また、小林、井手口にしてもMFではあるが、持ち味は攻撃力。左利きで技術が高い小林は、前線で多彩なアイディアを駆使して攻撃を組み立てる。井手口は中盤でのボール奪取能力も高いが、ボール奪取の勢いを攻撃の推進力につなげられる選手であり、まさにハリルホジッチ監督好みのボランチ。今回が初招集の井手口はもちろんのこと、小林も日本代表経験はごくわずかしかないだけに、この機会にぜひ試してみたい選手だ。

 とはいえ、その一方で、現在の日本代表は親善試合だからと言って、単純に新戦力発掘の場に使えない事情を抱えている。

 というのも、前述したように海外組の多くが所属クラブで出番を失っており、実戦から遠ざかってしまっているのである。

 日常的に試合に出ている選手については、ハリルホジッチ監督も常にその選手の調子やコンディションを把握できる。ところが、試合に出ていないとなると、チェックのしようがない。その結果、日本代表に招集した際に出場機会を与え、試合勘を取り戻させると同時に、選手の状態を確認するしかなくなってしまうのだ。
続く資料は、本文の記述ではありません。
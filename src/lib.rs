//! Ferry library
//!
//! Line-protocol file server and client with two download strategies:
//! kernel zero-copy and buffered read/write.

pub mod admission;
pub mod cli;
pub mod client;
pub mod codec;
pub mod config;
pub mod error;
pub mod files;
pub mod handler;
pub mod logger;
pub mod progress;
pub mod protocol;
pub mod server;
pub mod transfer;
#[cfg(target_os = "linux")]
pub mod zero_copy;

pub use error::{Error, Result};
pub use transfer::TransferMode;
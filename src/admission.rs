//! Admission control for concurrent transfers.
//!
//! A fixed pool of slots; a transfer runs only while it holds one. The slot
//! is a permit guard, so it goes back to the pool on every exit path when the
//! guard is dropped.

use std::sync::Arc;
use std::time::Duration;

use tokio::sync::{OwnedSemaphorePermit, Semaphore};
use tokio::time::timeout;

use crate::error::{Error, Result};

#[derive(Clone, Debug)]
pub struct AdmissionController {
    slots: Arc<Semaphore>,
    capacity: usize,
}

/// A held transfer slot. Released on drop.
#[derive(Debug)]
pub struct AdmissionSlot {
    _permit: OwnedSemaphorePermit,
}

impl AdmissionController {
    pub fn new(capacity: usize) -> Self {
        Self {
            slots: Arc::new(Semaphore::new(capacity)),
            capacity,
        }
    }

    pub fn capacity(&self) -> usize {
        self.capacity
    }

    pub fn available(&self) -> usize {
        self.slots.available_permits()
    }

    /// Wait up to `limit` for a free slot.
    pub async fn acquire(&self, limit: Duration) -> Result<AdmissionSlot> {
        match timeout(limit, self.slots.clone().acquire_owned()).await {
            Ok(Ok(permit)) => Ok(AdmissionSlot { _permit: permit }),
            // the semaphore is never closed while a controller exists
            Ok(Err(_)) | Err(_) => Err(Error::Busy(limit.as_millis() as u64)),
        }
    }
}

#[cfg(test)]
mod tests {
    use super::*;

    #[tokio::test]
    async fn bounded_and_released_on_drop() {
        let ctl = AdmissionController::new(2);
        let a = ctl.acquire(Duration::from_millis(10)).await.unwrap();
        let _b = ctl.acquire(Duration::from_millis(10)).await.unwrap();
        assert_eq!(ctl.available(), 0);
        assert!(matches!(
            ctl.acquire(Duration::from_millis(20)).await,
            Err(Error::Busy(20))
        ));
        drop(a);
        assert_eq!(ctl.available(), 1);
        let _c = ctl.acquire(Duration::from_millis(10)).await.unwrap();
    }

    #[tokio::test]
    async fn waiter_gets_slot_freed_during_wait() {
        let ctl = AdmissionController::new(1);
        let held = ctl.acquire(Duration::from_millis(10)).await.unwrap();
        let waiter = {
            let ctl = ctl.clone();
            tokio::spawn(async move { ctl.acquire(Duration::from_secs(2)).await.is_ok() })
        };
        tokio::time::sleep(Duration::from_millis(30)).await;
        drop(held);
        assert!(waiter.await.unwrap());
        assert_eq!(ctl.available(), 1);
    }

    #[tokio::test]
    async fn slot_returns_when_holder_fails() {
        let ctl = AdmissionController::new(1);
        let res: Result<()> = async {
            let _slot = ctl.acquire(Duration::from_millis(10)).await?;
            Err(Error::incomplete(1, 2, "simulated"))
        }
        .await;
        assert!(res.is_err());
        assert_eq!(ctl.available(), 1);
    }
}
 象徴的なのが、本田圭佑だ。ハリルホジッチ監督は「本田以上の選手はいない」と言い、彼を絶対的な存在としてチームの中心に据えているが、所属先のミラン(イタリア)ではまったくと言っていいほど出場機会がない状態が続いている。

 こうなると、実質的に実戦の舞台が日本代表にしかない本田を外すのは難しく、むしろ優先的に出場機会を与えなければならない。本田ほどではないにせよ、DFラインの中心を担う吉田麻也(サウザンプトン/イングランド)にも同じことが言える。それが結果として、新戦力の起用、ひいては世代交代が進まない一因にもなっている。

 本来であれば、日本代表での経験が豊富で、すでに絶対的な地位を築いている彼らは、日常のリーグ戦の疲れを取りつつ代表戦を迎えるという流れが理想なのだが、むしろ若手の出場機会を奪う結果になっているのだから、厄介な話だ。